■ Work instructions
Read through the lines below for the string "PortionSize" and copy each one that has it.

■ Data records
--- START ---

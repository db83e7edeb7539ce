use serde::Serialize;

use super::order::PortionSize;

/// One order item enriched with its food and table context. Fields that
/// come from an unmatched join are `None`.
#[derive(Debug, Clone, PartialEq, Serialize)]
pub struct OrderLine {
    /// The item's recorded unit price; this is what `payment_due` sums.
    pub amount: f64,
    pub food_name: Option<String>,
    pub food_image: Option<String>,
    pub table_number: Option<i32>,
    pub table_id: Option<String>,
    pub order_id: Option<String>,
    /// The food's current catalogue price, for display.
    pub price: Option<f64>,
    pub quantity: PortionSize,
}

/// Lines sharing one (order, table) identity, with their total.
#[derive(Debug, Clone, PartialEq, Serialize)]
pub struct OrderLineGroup {
    pub payment_due: f64,
    pub total_count: i64,
    pub table_number: Option<i32>,
    pub order_items: Vec<OrderLine>,
}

--- END ---

■ Result of the task
use super::order::PortionSize;
    pub quantity: PortionSize,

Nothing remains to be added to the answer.